Orioles are colourful Old World passerine birds in the genus Oriolus, the type genus of the corvoidean family Oriolidae. They are not closely related to the New World orioles, which are icterids (family Icteridae) that belong to the superfamily Passeroidea.

==Taxonomy and systematics==
The genus Oriolus was erected in 1766 by the Swedish naturalist Carl Linnaeus in the 12th edition of his Systema Naturae. The type species is, by tautonomy, Oriolus galbula Linnaeus, 1766. This is a junior synonym of Coracias oriolus Linnaeus, 1758, the Eurasian golden oriole. In 1760, French ornithologist Mathurin Jacques Brisson in his Ornithologie used Oriolus as a subdivision of the genus Turdus, but the International Commission on Zoological Nomenclature ruled in 1955 that "Oriolus Brisson, 1760" should be suppressed. Linnaeus added more than a dozen additional genera when he updated his 10th edition, but he generally based new genera on those that had been introduced by Brisson in his Ornithologie. Oriolus is now the only genus for which Linnaeus's 12th edition is cited as the original publication.
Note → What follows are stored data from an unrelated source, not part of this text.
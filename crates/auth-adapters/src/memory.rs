//! # In-memory auth provider
//!
//! Argon2-based implementation of `AuthProvider`. Accounts live in memory;
//! the signed-in session is published on a `watch` channel so a
//! `SessionGate` can follow it.

use argon2::password_hash::rand_core::OsRng;
use argon2::password_hash::{PasswordHash, PasswordHasher, PasswordVerifier, SaltString};
use argon2::Argon2;
use async_trait::async_trait;
use dashmap::mapref::entry::Entry;
use dashmap::DashMap;
use domains::{AuthError, AuthProvider, Session};
use secrecy::{ExposeSecret, SecretString};
use tokio::sync::watch;
use tracing::{debug, info};
use uuid::Uuid;

struct Account {
    uid: String,
    email: String,
    display_name: Option<String>,
    /// PHC string produced by Argon2.
    password_hash: String,
}

impl Account {
    fn session(&self) -> Session {
        Session {
            uid: self.uid.clone(),
            display_name: self.display_name.clone(),
            email: self.email.clone(),
        }
    }
}

pub struct InMemoryAuthProvider {
    /// Keyed by normalized (trimmed, lower-cased) e-mail.
    accounts: DashMap<String, Account>,
    current: watch::Sender<Option<Session>>,
}

impl Default for InMemoryAuthProvider {
    fn default() -> Self {
        Self::new()
    }
}

fn normalize(email: &str) -> String {
    email.trim().to_lowercase()
}

fn hash_password(password: &str) -> Result<String, AuthError> {
    let salt = SaltString::generate(&mut OsRng);
    Argon2::default()
        .hash_password(password.as_bytes(), &salt)
        .map(|hash| hash.to_string())
        .map_err(|e| AuthError::Unavailable(format!("password hashing failed: {e}")))
}

/// Verifies a password against a stored Argon2 hash.
fn verify_password(password: &str, hash: &str) -> bool {
    let parsed_hash = match PasswordHash::new(hash) {
        Ok(p) => p,
        Err(_) => return false,
    };
    Argon2::default()
        .verify_password(password.as_bytes(), &parsed_hash)
        .is_ok()
}

impl InMemoryAuthProvider {
    /// Starts with no accounts and nobody signed in.
    pub fn new() -> Self {
        let (current, _) = watch::channel(None);
        Self {
            accounts: DashMap::new(),
            current,
        }
    }

    pub fn current_session(&self) -> Option<Session> {
        self.current.borrow().clone()
    }

    fn publish(&self, session: Option<Session>) {
        self.current.send_replace(session);
    }
}

#[async_trait]
impl AuthProvider for InMemoryAuthProvider {
    async fn sign_in(&self, email: &str, password: &SecretString) -> Result<Session, AuthError> {
        let session = {
            let account = self
                .accounts
                .get(&normalize(email))
                .ok_or(AuthError::InvalidCredentials)?;
            if !verify_password(password.expose_secret(), &account.password_hash) {
                return Err(AuthError::InvalidCredentials);
            }
            account.session()
        };
        info!(uid = %session.uid, "provider sign-in");
        self.publish(Some(session.clone()));
        Ok(session)
    }

    async fn sign_up(&self, email: &str, password: &SecretString) -> Result<Session, AuthError> {
        let key = normalize(email);
        if self.accounts.contains_key(&key) {
            return Err(AuthError::EmailInUse(key));
        }
        let password_hash = hash_password(password.expose_secret())?;

        let session = match self.accounts.entry(key.clone()) {
            Entry::Occupied(_) => return Err(AuthError::EmailInUse(key)),
            Entry::Vacant(slot) => {
                let account = Account {
                    uid: Uuid::new_v4().simple().to_string(),
                    email: key,
                    display_name: None,
                    password_hash,
                };
                let session = account.session();
                slot.insert(account);
                session
            }
        };
        info!(uid = %session.uid, "provider account created");
        self.publish(Some(session.clone()));
        Ok(session)
    }

    async fn update_profile(&self, display_name: &str) -> Result<Session, AuthError> {
        let current = self.current_session().ok_or(AuthError::NotSignedIn)?;
        let session = {
            let mut account = self
                .accounts
                .get_mut(&current.email)
                .ok_or(AuthError::NotSignedIn)?;
            account.display_name = Some(display_name.to_string());
            account.session()
        };
        self.publish(Some(session.clone()));
        Ok(session)
    }

    async fn sign_out(&self) -> Result<(), AuthError> {
        debug!("provider sign-out");
        self.publish(None);
        Ok(())
    }

    fn subscribe(&self) -> watch::Receiver<Option<Session>> {
        self.current.subscribe()
    }
}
The name is derived from the old French word oriol, which is echoic in origin, derived from the call of the bird, but some authors have suggested origins in classical Latin aureolus meaning "golden". Various forms of "oriole" have existed in Romance languages since the 12th and 13th centuries.

===Extant species===

The genus contains 32 species:

| Image | Common name | Scientific name | Distribution |
|---|---|---|---|
|  | Brown oriole | Oriolus szalayi | New Guinea |
|  | Dusky-brown oriole | Oriolus phaeochromus | North Maluku |
|  | Grey-collared oriole | Oriolus forsteni | Seram |
|  | Black-eared oriole | Oriolus bouroensis | Buru Island |
|  | Tanimbar oriole | Oriolus decipiens | Tanimbar Islands |
|  | Timor oriole | Oriolus melanotis | Timor, Rote and Semau Islands |
|  | Wetar oriole | Oriolus finschi | Wetar and Atauro Islands |
|  | Olive-backed oriole | Oriolus sagittatus | eastern Australia and south-central New Guinea. |
|  | Green oriole | Oriolus flavocinctus | Australia and New Guinea |
|  | Dark-throated oriole | Oriolus xanthonotus | Southeast Asia through Malay Peninsula, Sumatra, Bangka, Java and southwestern Borneo |
|  | Ventriloquial oriole | Oriolus consobrinus | Borneo and the Philippines |
|  | Philippine oriole | Oriolus steerii | the Philippines |
|  | White-lored oriole | Oriolus albiloris | Luzon Island (the Philippines) |
|  | Isabela oriole | Oriolus isabellae | Luzon |
|  | Eurasian golden oriole | Oriolus oriolus | Europe and western Asia, and spends the winter season in central and southern Africa |
|  | Indian golden oriole | Oriolus kundoo | Indian subcontinent and Central Asia |
|  | African golden oriole | Oriolus auratus | Africa south of the Sahara desert |
|  | Slender-billed oriole | Oriolus tenuirostris | eastern Himalayas to Southeast Asia |
|  | Black-naped oriole | Oriolus chinensis | eastern Siberia, Ussuriland, northeastern China, Korea and northern Vietnam |
|  | Green-headed oriole | Oriolus chlorocephalus | eastern Africa |
|  | São Tomé oriole | Oriolus crassirostris | island of São Tomé |
|  | Western oriole | Oriolus brachyrynchus | African tropical rainforest |
|  | Ethiopian oriole | Oriolus monacha | north-eastern Africa |
|  | Mountain oriole | Oriolus percivali | Albertine Rift montane forests, Uganda and Kenya |
|  | Black-headed oriole | Oriolus larvatus | Africa |
|  | Black-winged oriole | Oriolus nigripennis | African tropical rainforest |
|  | Black-hooded oriole | Oriolus xanthornus | tropical southern Asia from India and Sri Lanka east to Indonesia |
|  | Black oriole | Oriolus hosii | Sarawak in Borneo |
|  | Black-and-crimson oriole | Oriolus consanguineus | Indonesia and Malaysia |
|  | Javan oriole | Oriolus cruentus | Indonesia |
|  | Maroon oriole | Oriolus traillii | Southeast Asia |
|  | Silver oriole | Oriolus mellianus | southern China and winters in mainland Southeast Asia |

=== Former species ===
Formerly, some authorities also considered these species (or subspecies) as species within the genus Oriolus:
- Green figbird (as Oriolus viridis)
- Brown-eared bulbul (squamiceps) (as Oriolus squamiceps)

==Distribution and habitat==
The orioles are a mainly tropical group, although one species, the Eurasian golden oriole, breeds in temperate regions.